The Importance of Terminology's Quality
David Combs
dkcombs at panix.com
Thu May 29 20:56:37 EDT 2008
In article <rem-2008may08-005 at yahoo.com>,
Robert Maas, http://tinyurl.com/uh3t <usenet1.3.CalRobert at SpamGourmet.Com> wrote:
>> From: "xah... at gmail.com" <xah... at gmail.com>
>> the importance of naming of functions.
>
Lisp is *so* early a language (1960?), preceeded mainly only by Fortran (1957?)?,
and for sure the far-and-away the first as a platform for *so many* concepts
of computer-science, eg lexical vs dynamic ("special") variables, passing
*unnamed* functions as args (could Algol 60 also do something like that,
via something it maybe termed a "thunk"), maybe is still the only one
in which program and data have the same representation -- that it'd
seem logical to use it's terminology in all languages.
>From C is the very nice distinction between "formal" and "actual" args.
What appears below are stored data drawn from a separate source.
use std::fs;
use std::path::PathBuf;

use anyhow::{Context, Result, bail};
use serde::{Deserialize, Serialize};
use sha2::{Digest, Sha256};
use walkdir::WalkDir;

use crate::corpus::Article;
use crate::runtime::ResolvedPaths;

/// One markdown file under `content/`, split into its front-matter block and
/// body. The front matter is kept verbatim so a body rewrite reproduces the
/// file byte-for-byte outside the body.
#[derive(Debug, Clone, Serialize)]
pub struct StoredArticle {
    pub slug: String,
    pub title: Option<String>,
    pub relative_path: String,
    pub content_hash: String,
    pub bytes: u64,
    #[serde(skip)]
    pub front_matter: String,
    #[serde(skip)]
    pub body: String,
}

#[derive(Debug, Clone, Serialize)]
pub struct ScanStats {
    pub total_files: usize,
    pub titled: usize,
    pub untitled: usize,
}

#[derive(Debug, Deserialize, Default)]
struct FrontMatter {
    title: Option<String>,
}

/// Scan `content/` for markdown articles, sorted by relative path so every
/// run enumerates the corpus in the same order.
pub fn scan_articles(paths: &ResolvedPaths) -> Result<Vec<StoredArticle>> {
    let mut articles = Vec::new();
    if !paths.content_dir.exists() {
        return Ok(articles);
    }

    for entry in WalkDir::new(&paths.content_dir).follow_links(false) {
        let entry = entry.context("failed to walk content directory")?;
        if !entry.file_type().is_file() {
            continue;
        }
        let path = entry.path();
        if path.extension().and_then(|ext| ext.to_str()) != Some("md") {
            continue;
        }
        let Some(slug) = path.file_stem().and_then(|stem| stem.to_str()) else {
            continue;
        };
        let content = fs::read_to_string(path)
            .with_context(|| format!("failed to read {}", path.display()))?;
        let (front_matter, body) = split_front_matter(&content);
        let title = parse_front_matter_title(front_matter)
            .with_context(|| format!("invalid front matter in {}", path.display()))?;

        let relative_path = path
            .strip_prefix(&paths.project_root)
            .unwrap_or(path)
            .to_string_lossy()
            .replace('\\', "/");

        articles.push(StoredArticle {
            slug: slug.to_string(),
            title,
            relative_path,
            content_hash: sha256_hex(&content),
            bytes: content.len() as u64,
            front_matter: front_matter.to_string(),
            body: body.to_string(),
        });
    }

    articles.sort_by(|left, right| left.relative_path.cmp(&right.relative_path));
    Ok(articles)
}

pub fn scan_stats(paths: &ResolvedPaths) -> Result<ScanStats> {
    let articles = scan_articles(paths)?;
    let titled = articles.iter().filter(|a| a.title.is_some()).count();
    Ok(ScanStats {
        total_files: articles.len(),
        untitled: articles.len() - titled,
        titled,
    })
}

/// Load the corpus handed to the engine. Untitled articles participate with
/// an empty title: they contribute no phrases but still receive links.
pub fn load_corpus(paths: &ResolvedPaths) -> Result<Vec<Article>> {
    Ok(scan_articles(paths)?
        .into_iter()
        .map(|stored| Article {
            slug: stored.slug,
            title: stored.title.unwrap_or_default(),
            body: stored.body,
        })
        .collect())
}

/// Replace an article's body on disk, keeping the front-matter block
/// verbatim.
pub fn write_article_body(paths: &ResolvedPaths, slug: &str, new_body: &str) -> Result<PathBuf> {
    let path = article_path(paths, slug);
    if !path.exists() {
        bail!("article not found in store: {slug}");
    }
    let content = fs::read_to_string(&path)
        .with_context(|| format!("failed to read {}", path.display()))?;
    let (front_matter, _) = split_front_matter(&content);
    let rendered = format!("{front_matter}{new_body}");
    fs::write(&path, rendered).with_context(|| format!("failed to write {}", path.display()))?;
    Ok(path)
}

/// Create or replace a stored article with generated front matter. Used when
/// materializing remote articles locally.
pub fn write_article(paths: &ResolvedPaths, slug: &str, title: &str, body: &str) -> Result<PathBuf> {
    let path = article_path(paths, slug);
    fs::create_dir_all(&paths.content_dir)
        .with_context(|| format!("failed to create {}", paths.content_dir.display()))?;
    let front = format!("---\ntitle: \"{}\"\n---\n", title.replace('"', "\\\""));
    fs::write(&path, format!("{front}{body}"))
        .with_context(|| format!("failed to write {}", path.display()))?;
    Ok(path)
}

pub fn article_path(paths: &ResolvedPaths, slug: &str) -> PathBuf {
    paths.content_dir.join(format!("{slug}.md"))
}

/// Split a file into its front-matter block (both `---` fences and the
/// trailing newline included) and the body. Files without a front-matter
/// block get an empty front-matter part. Concatenating the two halves always
/// reproduces the input.
pub fn split_front_matter(content: &str) -> (&str, &str) {
    let Some(rest) = content.strip_prefix("---\n") else {
        return ("", content);
    };
    let mut offset = 4;
    for line in rest.split_inclusive('\n') {
        offset += line.len();
        if line.trim_end_matches(['\r', '\n']) == "---" {
            return (&content[..offset], &content[offset..]);
        }
    }
    // unterminated front matter: treat the whole file as body
    ("", content)
}

fn parse_front_matter_title(front_matter: &str) -> Result<Option<String>> {
    let inner = front_matter
        .strip_prefix("---\n")
        .and_then(|rest| rest.strip_suffix("---\n").or_else(|| rest.strip_suffix("---")))
        .unwrap_or("");
    if inner.trim().is_empty() {
        return Ok(None);
    }
    let parsed: FrontMatter =
        serde_yaml::from_str(inner).context("front matter is not valid YAML")?;
    Ok(parsed
        .title
        .map(|title| title.trim().to_string())
        .filter(|title| !title.is_empty()))
}

pub fn sha256_hex(content: &str) -> String {
    let mut hasher = Sha256::new();
    hasher.update(content.as_bytes());
    format!("{:x}", hasher.finalize())
}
And from algol-60, own and local -- own sure beats "static"!
And so on.
To me, it's too bad that that hacker-supreme (and certified genius)
Larry W. likes to make up his own terminology for Perl. Sure makes
for a lot of otherwise-unnecessary pages in the various Perl texts,
as well as posts here.
Of course, a whole lot better his terminology than no language at all!